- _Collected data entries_
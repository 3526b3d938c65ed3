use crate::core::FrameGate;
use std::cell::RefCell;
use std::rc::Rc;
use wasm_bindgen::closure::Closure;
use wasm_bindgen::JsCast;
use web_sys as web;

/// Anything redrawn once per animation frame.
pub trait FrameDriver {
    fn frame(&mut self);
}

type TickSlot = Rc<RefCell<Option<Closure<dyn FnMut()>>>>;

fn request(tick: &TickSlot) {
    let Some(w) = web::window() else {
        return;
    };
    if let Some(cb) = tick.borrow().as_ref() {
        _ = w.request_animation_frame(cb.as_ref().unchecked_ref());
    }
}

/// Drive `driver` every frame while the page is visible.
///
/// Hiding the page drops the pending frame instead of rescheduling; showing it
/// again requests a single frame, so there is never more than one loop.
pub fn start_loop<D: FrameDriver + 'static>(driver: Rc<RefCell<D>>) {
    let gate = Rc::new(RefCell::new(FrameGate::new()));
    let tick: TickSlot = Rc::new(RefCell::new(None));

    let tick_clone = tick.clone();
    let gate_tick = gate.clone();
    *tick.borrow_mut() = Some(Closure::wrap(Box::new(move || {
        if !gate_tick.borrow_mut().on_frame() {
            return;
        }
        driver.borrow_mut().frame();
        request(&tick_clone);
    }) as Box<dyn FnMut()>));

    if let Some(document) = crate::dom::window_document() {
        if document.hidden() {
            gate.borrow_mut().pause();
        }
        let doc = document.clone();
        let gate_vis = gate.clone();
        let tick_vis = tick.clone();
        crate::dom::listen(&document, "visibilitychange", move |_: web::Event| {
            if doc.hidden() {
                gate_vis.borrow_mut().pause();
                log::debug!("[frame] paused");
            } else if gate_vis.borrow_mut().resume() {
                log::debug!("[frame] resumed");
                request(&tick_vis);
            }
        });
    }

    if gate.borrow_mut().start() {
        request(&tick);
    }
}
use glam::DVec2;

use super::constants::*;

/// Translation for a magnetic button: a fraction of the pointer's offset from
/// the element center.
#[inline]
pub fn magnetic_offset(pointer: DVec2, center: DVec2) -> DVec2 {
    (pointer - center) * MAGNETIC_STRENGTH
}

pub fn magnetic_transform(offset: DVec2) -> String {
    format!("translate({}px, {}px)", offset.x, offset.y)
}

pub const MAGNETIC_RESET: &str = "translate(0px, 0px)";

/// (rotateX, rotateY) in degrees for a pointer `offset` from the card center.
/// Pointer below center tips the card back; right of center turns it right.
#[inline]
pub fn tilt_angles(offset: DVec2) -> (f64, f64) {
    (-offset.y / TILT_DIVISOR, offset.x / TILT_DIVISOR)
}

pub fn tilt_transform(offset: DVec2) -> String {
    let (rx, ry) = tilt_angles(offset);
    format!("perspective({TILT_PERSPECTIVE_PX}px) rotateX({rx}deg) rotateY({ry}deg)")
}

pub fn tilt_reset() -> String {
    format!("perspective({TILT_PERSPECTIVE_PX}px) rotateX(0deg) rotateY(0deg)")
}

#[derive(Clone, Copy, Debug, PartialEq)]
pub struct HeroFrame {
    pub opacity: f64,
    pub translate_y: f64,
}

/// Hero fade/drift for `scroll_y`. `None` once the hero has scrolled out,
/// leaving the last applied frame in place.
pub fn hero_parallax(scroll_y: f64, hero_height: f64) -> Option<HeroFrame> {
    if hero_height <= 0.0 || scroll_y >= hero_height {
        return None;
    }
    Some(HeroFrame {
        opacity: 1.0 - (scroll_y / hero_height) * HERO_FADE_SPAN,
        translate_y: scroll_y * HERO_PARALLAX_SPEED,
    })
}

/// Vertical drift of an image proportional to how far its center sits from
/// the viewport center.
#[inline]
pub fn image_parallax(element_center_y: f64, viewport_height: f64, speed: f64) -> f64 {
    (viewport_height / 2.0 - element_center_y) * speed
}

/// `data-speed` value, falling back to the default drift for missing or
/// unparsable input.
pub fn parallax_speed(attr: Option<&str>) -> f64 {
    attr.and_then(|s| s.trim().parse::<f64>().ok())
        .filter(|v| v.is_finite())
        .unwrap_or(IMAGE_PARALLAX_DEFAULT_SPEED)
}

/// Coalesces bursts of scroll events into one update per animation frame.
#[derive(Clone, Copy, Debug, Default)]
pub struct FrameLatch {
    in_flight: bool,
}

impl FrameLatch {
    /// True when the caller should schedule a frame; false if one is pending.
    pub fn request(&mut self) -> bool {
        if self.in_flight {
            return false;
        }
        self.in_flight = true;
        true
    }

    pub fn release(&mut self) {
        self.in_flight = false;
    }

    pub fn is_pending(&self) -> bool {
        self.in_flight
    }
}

- _What is required_
Set down the data once more, word for word.

- _Worked solution_
repository 3526b3d938c65ed3
use crate::core::FrameGate;
use std::cell::RefCell;
use std::rc::Rc;
use wasm_bindgen::closure::Closure;
use wasm_bindgen::JsCast;
use web_sys as web;

/// Anything redrawn once per animation frame.
pub trait FrameDriver {
    fn frame(&mut self);
}

type TickSlot = Rc<RefCell<Option<Closure<dyn FnMut()>>>>;

fn request(tick: &TickSlot) {
    let Some(w) = web::window() else {
        return;
    };
    if let Some(cb) = tick.borrow().as_ref() {
        _ = w.request_animation_frame(cb.as_ref().unchecked_ref());
    }
}

/// Drive `driver` every frame while the page is visible.
///
/// Hiding the page drops the pending frame instead of rescheduling; showing it
/// again requests a single frame, so there is never more than one loop.
pub fn start_loop<D: FrameDriver + 'static>(driver: Rc<RefCell<D>>) {
    let gate = Rc::new(RefCell::new(FrameGate::new()));
    let tick: TickSlot = Rc::new(RefCell::new(None));

    let tick_clone = tick.clone();
    let gate_tick = gate.clone();
    *tick.borrow_mut() = Some(Closure::wrap(Box::new(move || {
        if !gate_tick.borrow_mut().on_frame() {
            return;
        }
        driver.borrow_mut().frame();
        request(&tick_clone);
    }) as Box<dyn FnMut()>));

    if let Some(document) = crate::dom::window_document() {
        if document.hidden() {
            gate.borrow_mut().pause();
        }
        let doc = document.clone();
        let gate_vis = gate.clone();
        let tick_vis = tick.clone();
        crate::dom::listen(&document, "visibilitychange", move |_: web::Event| {
            if doc.hidden() {
                gate_vis.borrow_mut().pause();
                log::debug!("[frame] paused");
            } else if gate_vis.borrow_mut().resume() {
                log::debug!("[frame] resumed");
                request(&tick_vis);
            }
        });
    }

    if gate.borrow_mut().start() {
        request(&tick);
    }
}
use glam::DVec2;

use super::constants::*;

/// Translation for a magnetic button: a fraction of the pointer's offset from
/// the element center.
#[inline]
pub fn magnetic_offset(pointer: DVec2, center: DVec2) -> DVec2 {
    (pointer - center) * MAGNETIC_STRENGTH
}

pub fn magnetic_transform(offset: DVec2) -> String {
    format!("translate({}px, {}px)", offset.x, offset.y)
}

pub const MAGNETIC_RESET: &str = "translate(0px, 0px)";

/// (rotateX, rotateY) in degrees for a pointer `offset` from the card center.
/// Pointer below center tips the card back; right of center turns it right.
#[inline]
pub fn tilt_angles(offset: DVec2) -> (f64, f64) {
    (-offset.y / TILT_DIVISOR, offset.x / TILT_DIVISOR)
}

pub fn tilt_transform(offset: DVec2) -> String {
    let (rx, ry) = tilt_angles(offset);
    format!("perspective({TILT_PERSPECTIVE_PX}px) rotateX({rx}deg) rotateY({ry}deg)")
}

pub fn tilt_reset() -> String {
    format!("perspective({TILT_PERSPECTIVE_PX}px) rotateX(0deg) rotateY(0deg)")
}

#[derive(Clone, Copy, Debug, PartialEq)]
pub struct HeroFrame {
    pub opacity: f64,
    pub translate_y: f64,
}

/// Hero fade/drift for `scroll_y`. `None` once the hero has scrolled out,
/// leaving the last applied frame in place.
pub fn hero_parallax(scroll_y: f64, hero_height: f64) -> Option<HeroFrame> {
    if hero_height <= 0.0 || scroll_y >= hero_height {
        return None;
    }
    Some(HeroFrame {
        opacity: 1.0 - (scroll_y / hero_height) * HERO_FADE_SPAN,
        translate_y: scroll_y * HERO_PARALLAX_SPEED,
    })
}

/// Vertical drift of an image proportional to how far its center sits from
/// the viewport center.
#[inline]
pub fn image_parallax(element_center_y: f64, viewport_height: f64, speed: f64) -> f64 {
    (viewport_height / 2.0 - element_center_y) * speed
}

/// `data-speed` value, falling back to the default drift for missing or
/// unparsable input.
pub fn parallax_speed(attr: Option<&str>) -> f64 {
    attr.and_then(|s| s.trim().parse::<f64>().ok())
        .filter(|v| v.is_finite())
        .unwrap_or(IMAGE_PARALLAX_DEFAULT_SPEED)
}

/// Coalesces bursts of scroll events into one update per animation frame.
#[derive(Clone, Copy, Debug, Default)]
pub struct FrameLatch {
    in_flight: bool,
}

impl FrameLatch {
    /// True when the caller should schedule a frame; false if one is pending.
    pub fn request(&mut self) -> bool {
        if self.in_flight {
            return false;
        }
        self.in_flight = true;
        true
    }

    pub fn release(&mut self) {
        self.in_flight = false;
    }

    pub fn is_pending(&self) -> bool {
        self.in_flight
    }
}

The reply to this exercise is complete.